▶ [About this task]: Every line holding the string "source" should be copied from the listing.
○ ○ ○ ○
//! Wholesale aggregate refresh
//!
//! The rebuild itself lives in the database: the
//! `_aggregate_refresh_on_repository_search` trigger empties and refills the
//! four aggregate tables in order (insert rate, popular on GitHub, kind
//! distribution, count summary) and bumps `_aggregate_refresh_log`, inside
//! whatever statement updates `github_crawler_metadata.last_repository_search`.
//! A crawler writing the marker with plain SQL gets the same refresh as
//! [`crate::store::CrawlerMarkerHandler`].
//!
//! Readers on other connections keep seeing the previous generation until
//! the updating transaction commits.

use rusqlite::{Connection, Transaction};
use thiserror::Error;

#[derive(Debug, Error)]
pub enum RefreshError {
    #[error("Aggregate rebuild aborted the marker update: {0}")]
    Rebuild(#[source] rusqlite::Error),

    #[error("Reading the rebuilt aggregates failed: {0}")]
    Summary(#[source] rusqlite::Error),
}

/// Row counts written by one refresh
#[derive(Debug, Clone, PartialEq, Eq)]
pub struct RefreshSummary {
    pub insert_rate_rows: usize,
    pub popular_rows: usize,
    pub kind_rows: usize,
    pub signature_count: i64,
    /// The database clock the aggregates were computed against
    pub refreshed_at: i64,
}

/// Rebuild every aggregate without moving the marker
///
/// Rewrites `last_repository_search` with its current value, which fires the
/// refresh trigger. The caller owns the transaction; on error dropping it
/// discards the partial work.
pub fn refresh_all(tx: &Transaction<'_>) -> Result<RefreshSummary, RefreshError> {
    let started = std::time::Instant::now();

    tx.execute(
        "UPDATE github_crawler_metadata
         SET last_repository_search = last_repository_search
         WHERE id = 1",
        [],
    )
    .map_err(RefreshError::Rebuild)?;

    let summary = read_summary(tx)?;
    log_summary(&summary, started.elapsed());
    Ok(summary)
}

/// Row counts of the generation currently visible to `conn`
pub fn read_summary(conn: &Connection) -> Result<RefreshSummary, RefreshError> {
    conn.query_row(
        "SELECT
             (SELECT COUNT(*) FROM _aggregate_insert_rate),
             (SELECT COUNT(*) FROM _aggregate_popular_on_github),
             (SELECT COUNT(*) FROM _aggregate_kind_distribution),
             signature_count,
             computed_at
         FROM _aggregate_count_summary WHERE id = 1",
        [],
        |row| {
            Ok(RefreshSummary {
                insert_rate_rows: row.get::<_, i64>(0)? as usize,
                popular_rows: row.get::<_, i64>(1)? as usize,
                kind_rows: row.get::<_, i64>(2)? as usize,
                signature_count: row.get(3)?,
                refreshed_at: row.get(4)?,
            })
        },
    )
    .map_err(RefreshError::Summary)
}

pub(crate) fn log_summary(summary: &RefreshSummary, elapsed: std::time::Duration) {
    log::info!("📊 Aggregates rebuilt in {:?}", elapsed);
    log::info!("   ├─ insert_rate: {} days", summary.insert_rate_rows);
    log::info!("   ├─ popular_on_github: {} signatures", summary.popular_rows);
    log::info!("   ├─ kind_distribution: {} kinds", summary.kind_rows);
    log::info!("   └─ count_summary: {} signatures total", summary.signature_count);
}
○ ○ ○ ○
▶ [Answer to this task]:
    Rebuild(#[source] rusqlite::Error),
    Summary(#[source] rusqlite::Error),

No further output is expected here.